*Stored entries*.
= Beginning of Section =

use cap_tracker::{
    model::player::{CreatePlayerDto, PlayerDto, PlayerListParams},
    server::controller::player::{create_player, get_player, list_players, search_players},
};
use sea_orm::{ActiveModelTrait, ActiveValue, IntoActiveModel};

use super::*;

/// Expect inactive players to be listed only when active_only is false
#[tokio::test]
async fn lists_inactive_players_on_request() -> Result<(), TestError> {
    let test = TestBuilder::new()
        .with_league_tables()
        .with_mock_player("Active Starter", "QB")
        .build()
        .await?;
    let mut retired = test
        .league()
        .insert_mock_player("Retired Veteran", "QB")
        .await?
        .into_active_model();
    retired.is_active = ActiveValue::Set(false);
    retired.update(&test.db).await?;

    let result = list_players(
        State(test.to_app_state::<AppState>()),
        Query(PlayerListParams::default()),
    )
    .await;
    let (_, active): (_, Vec<PlayerDto>) = response_json(result.unwrap().into_response()).await;
    assert_eq!(active.len(), 1);

    let result = list_players(
        State(test.to_app_state::<AppState>()),
        Query(PlayerListParams {
            active_only: false,
            ..Default::default()
        }),
    )
    .await;
    let (_, all): (_, Vec<PlayerDto>) = response_json(result.unwrap().into_response()).await;
    assert_eq!(all.len(), 2);

    Ok(())
}

/// Expect skip and limit to page through players ordered by ID
#[tokio::test]
async fn pages_players() -> Result<(), TestError> {
    let test = TestBuilder::new()
        .with_league_tables()
        .with_mock_player("First", "CB")
        .with_mock_player("Second", "CB")
        .with_mock_player("Third", "CB")
        .build()
        .await?;

    let result = list_players(
        State(test.to_app_state::<AppState>()),
        Query(PlayerListParams {
            skip: 1,
            limit: 1,
            ..Default::default()
        }),
    )
    .await;

    let (status, players): (_, Vec<PlayerDto>) =
        response_json(result.unwrap().into_response()).await;
    assert_eq!(status, StatusCode::OK);
    assert_eq!(players.len(), 1);
    assert_eq!(players[0].name, "Second");

    Ok(())
}

/// Expect 200 with the stored player
#[tokio::test]
async fn creates_player() -> Result<(), TestError> {
    let test = TestBuilder::new().with_league_tables().build().await?;

    let player = CreatePlayerDto {
        name: "Patrick Mahomes".to_string(),
        position: "qb".to_string(),
        jersey_number: Some(15),
        height_inches: Some(74),
        weight_lbs: Some(225),
        birth_date: chrono::NaiveDate::from_ymd_opt(1995, 9, 17),
        college: Some("Texas Tech".to_string()),
        draft_year: Some(2017),
        draft_round: Some(1),
        draft_pick: Some(10),
        is_active: true,
    };
    let result = create_player(State(test.to_app_state::<AppState>()), Json(player)).await;

    assert!(result.is_ok());
    let (status, player): (_, PlayerDto) = response_json(result.unwrap().into_response()).await;
    assert_eq!(status, StatusCode::OK);
    assert_eq!(player.position, "QB");
    assert_eq!(player.draft_pick, Some(10));

    Ok(())
}

/// Expect 404 with "Player not found" for a missing ID
#[tokio::test]
async fn get_player_fails_for_missing_player() -> Result<(), TestError> {
    let test = TestBuilder::new().with_league_tables().build().await?;

    let result = get_player(State(test.to_app_state::<AppState>()), Path(1)).await;

    assert!(result.is_err());
    let (status, body): (_, ErrorDto) =
        response_json(result.err().unwrap().into_response()).await;
    assert_eq!(status, StatusCode::NOT_FOUND);
    assert_eq!(body.detail, "Player not found");

    Ok(())
}

/// Expect case-insensitive substring matches
#[tokio::test]
async fn searches_players_by_name() -> Result<(), TestError> {
    let test = TestBuilder::new()
        .with_league_tables()
        .with_mock_player("Travis Kelce", "TE")
        .with_mock_player("Jason Kelce", "C")
        .with_mock_player("Josh Allen", "QB")
        .build()
        .await?;

    let result = search_players(
        State(test.to_app_state::<AppState>()),
        Path("KELCE".to_string()),
    )
    .await;

    let (status, players): (_, Vec<PlayerDto>) =
        response_json(result.unwrap().into_response()).await;
    assert_eq!(status, StatusCode::OK);
    assert_eq!(players.len(), 2);
    assert!(players.iter().all(|p| p.name.ends_with("Kelce")));

    Ok(())
}
//! Data access layer repositories.
//!
//! This module contains the database repositories for the four league record types plus the
//! [`cap_ledger::CapLedger`] read interface consumed by the cap summary aggregator.
//! Repositories are generic over [`sea_orm::ConnectionTrait`] so callers may pass either a
//! connection or a transaction.

pub mod cap_ledger;
pub mod contract;
pub mod player;
pub mod salary_cap;
pub mod team;
use axum::{
    http::StatusCode,
    response::{IntoResponse, Response},
};
use thiserror::Error;

use crate::server::error::detail_response;

/// A create request was well formed but its values are not acceptable.
#[derive(Error, Debug, PartialEq)]
pub enum ValidationError {
    #[error("{0} must not be blank")]
    BlankField(&'static str),
    #[error("{field} must be at most {max_len} characters")]
    TooLong { field: &'static str, max_len: usize },
    #[error("conference must be AFC or NFC, got {0:?}")]
    InvalidConference(String),
    #[error("{field} must be a hex color such as #E31837, got {value:?}")]
    InvalidColor { field: &'static str, value: String },
    #[error("{0} must be a finite, non-negative amount")]
    InvalidAmount(&'static str),
    #[error("salary_cap must be greater than zero")]
    NonPositiveSalaryCap,
    #[error("salary_floor must not exceed salary_cap")]
    FloorAboveCap,
    #[error("contract_start_year must not be after contract_end_year")]
    StartAfterEnd,
    #[error("{0} must not exceed {max}", max = i64::MAX)]
    PageOutOfRange(&'static str),
}

impl IntoResponse for ValidationError {
    fn into_response(self) -> Response {
        tracing::debug!("Validation error: {}", self);

        detail_response(StatusCode::UNPROCESSABLE_ENTITY, self.to_string())
    }
}
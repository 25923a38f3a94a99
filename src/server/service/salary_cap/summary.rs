//! Cap summary aggregation.
//!
//! A team's cap summary for a year combines the league-wide cap figures for that year with
//! the total of the team's contract cap hits in the same year. Lookups are checked in a fixed
//! order: the year first, then the team. A year whose stored ceiling is not a positive
//! amount cannot produce a usage percentage and is reported as a [`CapError`].

use crate::{
    model::salary_cap::{CapSummaryTeamDto, TeamCapSummaryDto},
    server::{
        data::cap_ledger::{CapHitTotals, CapLedger},
        error::{cap::CapError, not_found::NotFoundError, Error},
        model::db::{SalaryCapModel, TeamModel},
    },
};

/// Computes [`TeamCapSummaryDto`]s from the reads of a [`CapLedger`].
pub struct CapSummaryAggregator<L: CapLedger> {
    ledger: L,
}

impl<L: CapLedger> CapSummaryAggregator<L> {
    pub fn new(ledger: L) -> Self {
        Self { ledger }
    }

    /// Summarizes the team's cap standing for `year`.
    ///
    /// # Arguments
    /// - `team_id` - ID of the team to summarize
    /// - `year` - League year whose cap figures and contracts are used
    ///
    /// # Returns
    /// - `Ok(TeamCapSummaryDto)` - Point-in-time summary
    /// - `Err(Error::NotFoundError)` - No cap figures for `year`, otherwise no such team
    /// - `Err(Error::CapError)` - Stored ceiling for `year` is not positive
    /// - `Err(Error::DbErr)` - A ledger read failed
    pub async fn summarize(&self, team_id: i32, year: i32) -> Result<TeamCapSummaryDto, Error> {
        let Some(salary_cap) = self.ledger.find_salary_cap_by_year(year).await? else {
            return Err(NotFoundError::SalaryCap(year).into());
        };

        let Some(team) = self.ledger.find_team_by_id(team_id).await? else {
            return Err(NotFoundError::Team(team_id).into());
        };

        let totals = self.ledger.sum_cap_hit_and_count(team_id, year).await?;

        Ok(compute_cap_summary(team, &salary_cap, totals)?)
    }
}

/// Derives the summary fields from already loaded figures.
pub fn compute_cap_summary(
    team: TeamModel,
    salary_cap: &SalaryCapModel,
    totals: CapHitTotals,
) -> Result<TeamCapSummaryDto, CapError> {
    let ceiling = salary_cap.salary_cap;

    if !ceiling.is_finite() || ceiling <= 0.0 {
        return Err(CapError::NonPositiveCeiling {
            year: salary_cap.year,
            salary_cap: ceiling,
        });
    }

    let total_cap_hit = totals.total_cap_hit;

    Ok(TeamCapSummaryDto {
        team: CapSummaryTeamDto {
            id: team.id,
            name: team.name,
            abbreviation: team.abbreviation,
            city: team.city,
        },
        year: salary_cap.year,
        salary_cap: ceiling,
        salary_floor: salary_cap.salary_floor,
        total_cap_hit,
        remaining_cap: ceiling - total_cap_hit,
        cap_percentage_used: total_cap_hit / ceiling * 100.0,
        contract_count: totals.contract_count,
        over_cap: total_cap_hit > ceiling,
    })
}
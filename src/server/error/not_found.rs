use axum::{
    http::StatusCode,
    response::{IntoResponse, Response},
};
use thiserror::Error;

use crate::server::error::detail_response;

/// A record referenced by a request does not exist.
#[derive(Error, Debug, PartialEq)]
pub enum NotFoundError {
    #[error("Salary cap data not found for year {0}")]
    SalaryCap(i32),
    #[error("Team ID {0} not found")]
    Team(i32),
    #[error("Team with abbreviation {0:?} not found")]
    TeamAbbreviation(String),
    #[error("Player ID {0} not found")]
    Player(i32),
    #[error("Contract ID {0} not found")]
    Contract(i32),
}

impl NotFoundError {
    /// Message returned to API consumers
    pub fn detail(&self) -> &'static str {
        match self {
            Self::SalaryCap(_) => "Salary cap data not found for this year",
            Self::Team(_) | Self::TeamAbbreviation(_) => "Team not found",
            Self::Player(_) => "Player not found",
            Self::Contract(_) => "Contract not found",
        }
    }
}

impl IntoResponse for NotFoundError {
    fn into_response(self) -> Response {
        tracing::debug!("{}", self);

        detail_response(StatusCode::NOT_FOUND, self.detail())
    }
}
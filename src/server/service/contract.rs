use sea_orm::DatabaseConnection;

use crate::{
    model::contract::{ContractDto, ContractListParams, CreateContractDto},
    server::{
        data::{contract::ContractRepository, player::PlayerRepository, team::TeamRepository},
        error::{not_found::NotFoundError, validation::ValidationError, Error},
        service::validation,
    },
};

/// Service for listing and registering contracts.
pub struct ContractService<'a> {
    db: &'a DatabaseConnection,
}

impl<'a> ContractService<'a> {
    pub fn new(db: &'a DatabaseConnection) -> Self {
        Self { db }
    }

    /// Lists contracts matching every provided filter, ordered by ID.
    ///
    /// # Returns
    /// - `Ok(Vec<ContractDto>)` - The requested page of contracts
    /// - `Err(Error::ValidationError)` - `skip` or `limit` beyond the signed 64-bit range
    /// - `Err(Error::DbErr)` - Database operation failed
    pub async fn list_contracts(
        &self,
        params: ContractListParams,
    ) -> Result<Vec<ContractDto>, Error> {
        let (skip, limit) = validation::page(params.skip, params.limit)?;
        let params = ContractListParams {
            skip,
            limit,
            ..params
        };

        let contracts = ContractRepository::new(self.db).get_many(&params).await?;

        Ok(contracts.into_iter().map(ContractDto::from).collect())
    }

    pub async fn get_contract(&self, contract_id: i32) -> Result<ContractDto, Error> {
        ContractRepository::new(self.db)
            .get_by_id(contract_id)
            .await?
            .map(ContractDto::from)
            .ok_or_else(|| NotFoundError::Contract(contract_id).into())
    }

    /// All contracts a team holds for a year; empty when there are none.
    pub async fn get_team_contracts_by_year(
        &self,
        team_id: i32,
        year: i32,
    ) -> Result<Vec<ContractDto>, Error> {
        let contracts = ContractRepository::new(self.db)
            .get_by_team_and_year(team_id, year)
            .await?;

        Ok(contracts.into_iter().map(ContractDto::from).collect())
    }

    /// Validates and stores a new contract.
    ///
    /// # Returns
    /// - `Ok(ContractDto)` - The stored contract
    /// - `Err(Error::ValidationError)` - Negative or non-finite amount, or start year after end year
    /// - `Err(Error::NotFoundError)` - Referenced player or team does not exist
    /// - `Err(Error::DbErr)` - Database operation failed
    pub async fn create_contract(&self, contract: CreateContractDto) -> Result<ContractDto, Error> {
        let contract = validate_contract(contract)?;

        if PlayerRepository::new(self.db)
            .get_by_id(contract.player_id)
            .await?
            .is_none()
        {
            return Err(NotFoundError::Player(contract.player_id).into());
        }

        if TeamRepository::new(self.db)
            .get_by_id(contract.team_id)
            .await?
            .is_none()
        {
            return Err(NotFoundError::Team(contract.team_id).into());
        }

        let created = ContractRepository::new(self.db).create(contract).await?;

        Ok(ContractDto::from(created))
    }
}

fn validate_contract(contract: CreateContractDto) -> Result<CreateContractDto, ValidationError> {
    if let (Some(start), Some(end)) = (contract.contract_start_year, contract.contract_end_year) {
        if start > end {
            return Err(ValidationError::StartAfterEnd);
        }
    }

    Ok(CreateContractDto {
        total_value: validation::amount("total_value", contract.total_value)?,
        guaranteed_money: validation::amount("guaranteed_money", contract.guaranteed_money)?,
        signing_bonus: validation::amount("signing_bonus", contract.signing_bonus)?,
        cap_hit: validation::amount("cap_hit", contract.cap_hit)?,
        base_salary: validation::amount("base_salary", contract.base_salary)?,
        roster_bonus: validation::amount("roster_bonus", contract.roster_bonus)?,
        workout_bonus: validation::amount("workout_bonus", contract.workout_bonus)?,
        incentives: validation::amount("incentives", contract.incentives)?,
        dead_money: validation::amount("dead_money", contract.dead_money)?,
        notes: validation::optional_text(contract.notes),
        ..contract
    })
}
use sea_orm::DatabaseConnection;

/// State shared by every HTTP handler.
#[derive(Clone)]
pub struct AppState {
    pub db: DatabaseConnection,
}

impl From<DatabaseConnection> for AppState {
    fn from(db: DatabaseConnection) -> Self {
        Self { db }
    }
}
//! Salary cap figures and per-team cap summaries.
//!
//! [`SalaryCapService`] covers the league-wide cap figures per year. The per-team summary is
//! computed by [`summary::CapSummaryAggregator`], which the service drives through a
//! database-backed [`DbCapLedger`].

pub mod summary;

use sea_orm::DatabaseConnection;

use crate::{
    model::salary_cap::{CreateSalaryCapDto, SalaryCapDto, TeamCapSummaryDto},
    server::{
        data::{cap_ledger::DbCapLedger, salary_cap::SalaryCapRepository},
        error::{
            conflict::ConflictError, not_found::NotFoundError, validation::ValidationError, Error,
        },
        service::{salary_cap::summary::CapSummaryAggregator, validation},
    },
};

pub struct SalaryCapService<'a> {
    db: &'a DatabaseConnection,
}

impl<'a> SalaryCapService<'a> {
    pub fn new(db: &'a DatabaseConnection) -> Self {
        Self { db }
    }

    /// Lists recorded cap years, most recent first.
    pub async fn list_salary_caps(&self) -> Result<Vec<SalaryCapDto>, Error> {
        let salary_caps = SalaryCapRepository::new(self.db).get_all().await?;

        Ok(salary_caps.into_iter().map(SalaryCapDto::from).collect())
    }

    pub async fn get_salary_cap(&self, year: i32) -> Result<SalaryCapDto, Error> {
        SalaryCapRepository::new(self.db)
            .get_by_year(year)
            .await?
            .map(SalaryCapDto::from)
            .ok_or_else(|| NotFoundError::SalaryCap(year).into())
    }

    /// Computes a team's cap standing for a year.
    ///
    /// # Returns
    /// - `Ok(TeamCapSummaryDto)` - Summary of the team's contracts for the year
    /// - `Err(Error::NotFoundError)` - No cap figures for the year, or no such team
    /// - `Err(Error::CapError)` - Stored cap ceiling is not a positive amount
    /// - `Err(Error::DbErr)` - Database operation failed
    pub async fn get_team_cap_summary(
        &self,
        team_id: i32,
        year: i32,
    ) -> Result<TeamCapSummaryDto, Error> {
        CapSummaryAggregator::new(DbCapLedger::new(self.db))
            .summarize(team_id, year)
            .await
    }

    /// Validates and stores cap figures for a new year.
    ///
    /// # Returns
    /// - `Ok(SalaryCapDto)` - The stored cap figures
    /// - `Err(Error::ValidationError)` - Non-positive cap, floor above cap or invalid amount
    /// - `Err(Error::ConflictError)` - Figures for the year already exist
    /// - `Err(Error::DbErr)` - Database operation failed
    pub async fn create_salary_cap(
        &self,
        salary_cap: CreateSalaryCapDto,
    ) -> Result<SalaryCapDto, Error> {
        let salary_cap = validate_salary_cap(salary_cap)?;

        let salary_cap_repo = SalaryCapRepository::new(self.db);

        if salary_cap_repo
            .get_by_year(salary_cap.year)
            .await?
            .is_some()
        {
            return Err(ConflictError::SalaryCapYear(salary_cap.year).into());
        }

        let created = salary_cap_repo.create(salary_cap).await?;

        Ok(SalaryCapDto::from(created))
    }
}

fn validate_salary_cap(
    salary_cap: CreateSalaryCapDto,
) -> Result<CreateSalaryCapDto, ValidationError> {
    if !salary_cap.salary_cap.is_finite() || salary_cap.salary_cap <= 0.0 {
        return Err(ValidationError::NonPositiveSalaryCap);
    }

    let salary_floor = validation::amount("salary_floor", salary_cap.salary_floor)?;
    if salary_floor > salary_cap.salary_cap {
        return Err(ValidationError::FloorAboveCap);
    }

    Ok(CreateSalaryCapDto {
        salary_floor,
        luxury_tax_threshold: validation::optional_amount(
            "luxury_tax_threshold",
            salary_cap.luxury_tax_threshold,
        )?,
        minimum_team_salary: validation::optional_amount(
            "minimum_team_salary",
            salary_cap.minimum_team_salary,
        )?,
        notes: validation::optional_text(salary_cap.notes),
        ..salary_cap
    })
}
//! League fixture utilities.
//!
//! Provides methods for inserting teams, players, salary caps and contracts into the test
//! database, plus factory functions for creating unsaved models.

pub mod factory;

use sea_orm::EntityTrait;

use crate::{error::TestError, TestContext};

impl TestContext {
    pub fn league(&self) -> LeagueFixtures<'_> {
        LeagueFixtures { setup: self }
    }
}

pub struct LeagueFixtures<'a> {
    setup: &'a TestContext,
}

impl<'a> LeagueFixtures<'a> {
    pub async fn insert_mock_team(
        &self,
        abbreviation: &str,
    ) -> Result<entity::team::Model, TestError> {
        Ok(
            entity::prelude::Team::insert(factory::mock_team(abbreviation))
                .exec_with_returning(&self.setup.db)
                .await?,
        )
    }

    pub async fn insert_mock_player(
        &self,
        name: &str,
        position: &str,
    ) -> Result<entity::player::Model, TestError> {
        Ok(
            entity::prelude::Player::insert(factory::mock_player(name, position))
                .exec_with_returning(&self.setup.db)
                .await?,
        )
    }

    pub async fn insert_salary_cap(
        &self,
        year: i32,
        salary_cap: f64,
        salary_floor: f64,
    ) -> Result<entity::salary_cap::Model, TestError> {
        Ok(entity::prelude::SalaryCap::insert(factory::mock_salary_cap(
            year,
            salary_cap,
            salary_floor,
        ))
        .exec_with_returning(&self.setup.db)
        .await?)
    }

    pub async fn insert_mock_contract(
        &self,
        player_id: i32,
        team_id: i32,
        contract_year: i32,
        cap_hit: f64,
    ) -> Result<entity::contract::Model, TestError> {
        Ok(entity::prelude::Contract::insert(factory::mock_contract(
            player_id,
            team_id,
            contract_year,
            cap_hit,
        ))
        .exec_with_returning(&self.setup.db)
        .await?)
    }

    /// Inserts one contract per cap hit for the team and year, each with a new mock player.
    pub async fn insert_team_contracts(
        &self,
        team_id: i32,
        contract_year: i32,
        cap_hits: &[f64],
    ) -> Result<Vec<entity::contract::Model>, TestError> {
        let mut contracts = Vec::with_capacity(cap_hits.len());

        for (index, cap_hit) in cap_hits.iter().enumerate() {
            let player = self
                .insert_mock_player(&format!("Player {team_id}-{contract_year}-{index}"), "WR")
                .await?;
            let contract = self
                .insert_mock_contract(player.id, team_id, contract_year, *cap_hit)
                .await?;

            contracts.push(contract);
        }

        Ok(contracts)
    }
}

= End of Section =

*ABOUT THIS EXERCISE*. "skip" is the string to look for; please copy every line of the records above where it appears.

*WRITTEN ANSWER*.
/// Expect skip and limit to page through players ordered by ID
            skip: 1,
    /// - `Err(Error::ValidationError)` - `skip` or `limit` beyond the signed 64-bit range
        let (skip, limit) = validation::page(params.skip, params.limit)?;
            skip,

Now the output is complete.